Adverse Events and Safety
A recent article in the Journal of the American Medical Association 8clearly indicated that many articles give short shrift to the reporting of adverse events. They note that “An evaluation of safety reporting in randomized trials across seven different medical areas proves that safety reporting is often inadequate and ne-glected . . . with one exception, safety reporting takes less than a half page in the average trial report; at least as much space is taken by the listing of the names and affiliations of the trial contributors and authors.”8
In many cases, adverse events may be uncommon or of minor medical importance. In other cases, underreporting may be unintentional—or in the worst case, may represent active concealment of problems that are not thought to be “important” but might compromise acceptance of the treatment. The recent experience of the anesthesia community with rapacuronium—which was found only after release to be associated with an unacceptably high incidence of sometimes fatal bronchospasm 9–12—reinforces the importance of clear and dispassionate reporting even of “minor adverse events.”

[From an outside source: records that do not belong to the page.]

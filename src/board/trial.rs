use std::ops::{Deref, DerefMut};

use super::error::BoardError;
use super::make_unmake::Undo;
use super::Board;
use crate::chess_move::ChessMove;

/// A speculative move on a borrowed board. The move is made when the guard is
/// created and unmade when it is dropped, so every exit path of the caller,
/// early returns and `?` included, restores the board exactly.
///
/// While the guard is alive the board is reachable through `Deref`/`DerefMut`,
/// which lets trials nest by re-borrowing: `Trial::new(&mut trial, &reply)`.
pub struct Trial<'a> {
    board: &'a mut Board,
    chess_move: ChessMove,
    undo: Undo,
}

impl<'a> Trial<'a> {
    pub fn new(board: &'a mut Board, chess_move: &ChessMove) -> Result<Self, BoardError> {
        let undo = board.make_move(chess_move)?;
        Ok(Self {
            board,
            chess_move: *chess_move,
            undo,
        })
    }
}

impl Deref for Trial<'_> {
    type Target = Board;

    fn deref(&self) -> &Board {
        &*self.board
    }
}

impl DerefMut for Trial<'_> {
    fn deref_mut(&mut self) -> &mut Board {
        &mut *self.board
    }
}

impl Drop for Trial<'_> {
    fn drop(&mut self) {
        self.board.unmake_move(&self.chess_move, self.undo);
    }
}

#[cfg(test)]
mod tests {
    use super::*;
    use crate::board::color::Color;
    use crate::board::piece::{Piece, PieceKind};
    use common::square::*;

    fn try_nested(
        board: &mut Board,
        first: &ChessMove,
        second: &ChessMove,
    ) -> Result<(), BoardError> {
        let mut trial = Trial::new(board, first)?;
        let _inner = Trial::new(&mut trial, second)?;
        Err(BoardError::InvariantViolation {
            msg: "early exit".to_string(),
        })
    }

    #[test]
    fn test_trial_restores_board_on_drop() {
        let mut board = Board::starting_position();
        let before = board.clone();
        let pawn = Piece::new(PieceKind::Pawn, Color::White);
        {
            let trial = Trial::new(&mut board, &ChessMove::new(E2, E4, pawn, None)).unwrap();
            assert_eq!(Some(pawn), trial.get(E4));
            assert_eq!(Some(E3), trial.en_passant_target());
            assert_eq!(Color::Black, trial.turn());
        }
        assert_eq!(before, board);
    }

    #[test]
    fn test_nested_trials_restore_on_early_return() {
        let mut board = Board::starting_position();
        let before = board.clone();
        let white_pawn = Piece::new(PieceKind::Pawn, Color::White);
        let black_knight = Piece::new(PieceKind::Knight, Color::Black);
        let result = try_nested(
            &mut board,
            &ChessMove::new(D2, D4, white_pawn, None),
            &ChessMove::new(G8, F6, black_knight, None),
        );
        assert!(result.is_err());
        assert_eq!(before, board);
    }

    #[test]
    fn test_failed_trial_leaves_board_untouched() {
        let mut board = Board::starting_position();
        let before = board.clone();
        let rook = Piece::new(PieceKind::Rook, Color::White);
        assert!(Trial::new(&mut board, &ChessMove::new(E2, E4, rook, None)).is_err());
        assert_eq!(before, board);
    }
}
use crate::board::color::Color;
use crate::board::piece::PieceKind;
use crate::board::Board;

pub fn material_value(kind: PieceKind) -> i32 {
    match kind {
        PieceKind::Pawn => 1,
        PieceKind::Knight => 3,
        PieceKind::Bishop => 3,
        PieceKind::Rook => 5,
        PieceKind::Queen => 9,
        PieceKind::King => 100,
    }
}

/// Material of `color` minus material of its opponent. Kings are left out
/// since both sides always have exactly one.
pub fn material_balance(board: &Board, color: Color) -> i32 {
    let side_total = |side: Color| -> i32 {
        board
            .pieces(side)
            .filter(|(_, piece)| piece.kind != PieceKind::King)
            .map(|(_, piece)| material_value(piece.kind))
            .sum()
    };
    side_total(color) - side_total(color.opposite())
}

#[cfg(test)]
mod tests {
    use super::*;
    use crate::chess_position;

    #[test]
    fn test_starting_position_is_balanced() {
        let board = Board::starting_position();
        assert_eq!(0, material_balance(&board, Color::White));
        assert_eq!(0, material_balance(&board, Color::Black));
    }

    #[test]
    fn test_material_balance_is_antisymmetric() {
        let board = chess_position! {
            ....k...
            pp......
            ........
            ........
            ........
            ........
            ........
            R...K...
        };
        assert_eq!(3, material_balance(&board, Color::White));
        assert_eq!(-3, material_balance(&board, Color::Black));
    }
}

Authors should recognize that small clinical studies might easily miss rare but nevertheless catastrophic problems. Even if a study showed no complications, a conclusion that the treatment is “safe” may be unwarranted if the study is not adequately powered. If clinicians would be unwilling to accept a major complication rate of 1 in 100 cases, then a conclusion that a treatment is safe would need to show no complications in more than 300 subjects to convincingly rule out an incidence of 1%. A conclusion that a treatment is “safe” should be made cautiously, and only when it can be statistically supported. As the Editor-in-Chief of Anesthesiology, I believe that much more careful attention needs to be paid by our authors and reviewers—and our readers—to these and other aspects of study design and reporting. Interested individuals (including most authors) are encouraged to read any of several texts devoted to clinical trial design and conduct; a particularly useful, short (and quite readable) book is Fundamentals of Clinical Trials by Friedman, Furberg, and DeMets. 1We have also posted a copy of Dr. Browner’s article and have provided a link to the CONSORT documents and checklist in our Guide for Authors on the Journal’s Web site (www.anesthesiology.org). In addition, the National Institutes of Health Clinical Center has developed an on-line clinical research training program that is available to any interested investigator (http://www. cc.nih.gov/ccc/cr/training.html).

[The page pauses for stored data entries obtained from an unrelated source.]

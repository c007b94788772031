//! CLI argument parsing using StructOpt.

use structopt::StructOpt;

use crate::cli::commands::{
    count_positions::CountPositionsArgs, play::PlayArgs, pvp::PvpArgs, watch::WatchArgs,
};

#[derive(StructOpt)]
#[structopt(
    name = "tiered_chess",
    about = "A chess engine with five difficulty tiers, from random to God Mode ♛"
)]
pub enum Chess {
    #[structopt(
        name = "play",
        about = "Play a game against the computer at the given `--difficulty` (default: medium). Your starting color will be chosen at random unless you specify with `--color`. Enter moves as `e2e4`; `undo`, `hint` and `quit` are also accepted."
    )]
    Play(PlayArgs),
    #[structopt(
        name = "pvp",
        about = "Play a game against another human at the same terminal. Enter moves as `e2e4`; `undo` takes back the last ply and `hint` points at a movable piece."
    )]
    Pvp(PvpArgs),
    #[structopt(
        name = "watch",
        about = "Watch the computer play against itself, with `--white` and `--black` choosing each side's difficulty (default: hard). The game stops after `--max-moves` plies (default: 200)."
    )]
    Watch(WatchArgs),
    #[structopt(
        name = "count-positions",
        about = "Count the number of possible positions for a given `--depth` (default: 4), and reports the time it took to do so. By default, this counts all leaf positions. The routine can count the nodes visited by alpha-beta search instead with `--strategy alpha-beta`."
    )]
    CountPositions(CountPositionsArgs),
}

impl crate::cli::commands::Command for Chess {
    fn execute(self) {
        macro_rules! execute_command {
            ($($variant:ident($cmd:ident)),+ $(,)?) => {
                match self {
                    $(Self::$variant($cmd) => $cmd.execute(),)+
                }
            };
        }

        execute_command! {
            Play(cmd),
            Pvp(cmd),
            Watch(cmd),
            CountPositions(cmd),
        }
    }
}

#[cfg(test)]
mod tests {
    use super::*;

    #[test]
    fn test_parses_subcommands() {
        let pvp = Chess::from_iter_safe(&["tiered_chess", "pvp"]).unwrap();
        assert!(matches!(pvp, Chess::Pvp(_)));

        let play = Chess::from_iter_safe(&["tiered_chess", "play", "--color", "black"]).unwrap();
        assert!(matches!(play, Chess::Play(_)));

        assert!(Chess::from_iter_safe(&["tiered_chess", "pvp", "--depth", "3"]).is_err());
    }
}
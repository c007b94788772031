//! The non-searching tiers: uniform random choice and the ordered heuristic.

use rand::rngs::StdRng;
use rand::seq::SliceRandom;

use crate::board::error::BoardError;
use crate::board::Board;
use crate::chess_move::ChessMove;
use crate::evaluate::heuristics::{is_center_square, is_development_move, is_move_dangerous};
use crate::evaluate::piece_values::material_value;
use crate::move_generator::MoveGenerator;

pub fn captured_value(chess_move: &ChessMove) -> i32 {
    chess_move
        .captures()
        .map(|piece| material_value(piece.kind))
        .unwrap_or(0)
}

/// Highest captured value first, then the cheapest capturing piece. The first
/// of equally ranked moves wins.
pub fn best_capture(moves: &[ChessMove]) -> Option<ChessMove> {
    moves
        .iter()
        .min_by_key(|chess_move| {
            (
                -captured_value(chess_move),
                material_value(chess_move.piece().kind),
            )
        })
        .copied()
}

pub fn random_move(moves: &[ChessMove], rng: &mut StdRng) -> Option<ChessMove> {
    moves.choose(rng).copied()
}

/// Prefers, in order: safe captures, captures that win at least as much as
/// they risk, safe developing moves, safe moves into the centre, any safe
/// move, and finally anything at all.
pub fn heuristic_move(
    board: &mut Board,
    move_generator: &MoveGenerator,
    candidates: &[ChessMove],
    rng: &mut StdRng,
) -> Result<Option<ChessMove>, BoardError> {
    let mut safe = Vec::with_capacity(candidates.len());
    for chess_move in candidates {
        if !is_move_dangerous(board, move_generator, chess_move)? {
            safe.push(*chess_move);
        }
    }

    let safe_captures: Vec<ChessMove> = safe.iter().filter(|m| m.is_capture()).copied().collect();
    if let Some(chess_move) = best_capture(&safe_captures) {
        return Ok(Some(chess_move));
    }

    let even_trades: Vec<ChessMove> = candidates
        .iter()
        .filter(|m| m.is_capture() && captured_value(m) >= material_value(m.piece().kind))
        .copied()
        .collect();
    if let Some(chess_move) = best_capture(&even_trades) {
        return Ok(Some(chess_move));
    }

    let development: Vec<ChessMove> = safe
        .iter()
        .filter(|m| is_development_move(m))
        .copied()
        .collect();
    if let Some(chess_move) = random_move(&development, rng) {
        return Ok(Some(chess_move));
    }

    let central: Vec<ChessMove> = safe
        .iter()
        .filter(|m| is_center_square(m.to_square()))
        .copied()
        .collect();
    if let Some(chess_move) = random_move(&central, rng) {
        return Ok(Some(chess_move));
    }

    if let Some(chess_move) = random_move(&safe, rng) {
        return Ok(Some(chess_move));
    }

    Ok(random_move(candidates, rng))
}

I should note that the CONSORT statement contains a checklist and flow diagram. While authors are encouraged to use this checklist, there is no intent to enforce rigid adherence to it; the complexity of clinical research may make certain items inapplicable. The purpose of providing these materials is to encourage investigators to consider them when designing their studies and preparing their manuscripts, to aid reviewers (and editors) in ensuring that certain key features have not been overlooked and to help readers better determine the quality of a study. The greater goal is to ensure that all of the articles we publish meet the high standards that our readers have come to expect of Anesthesiology.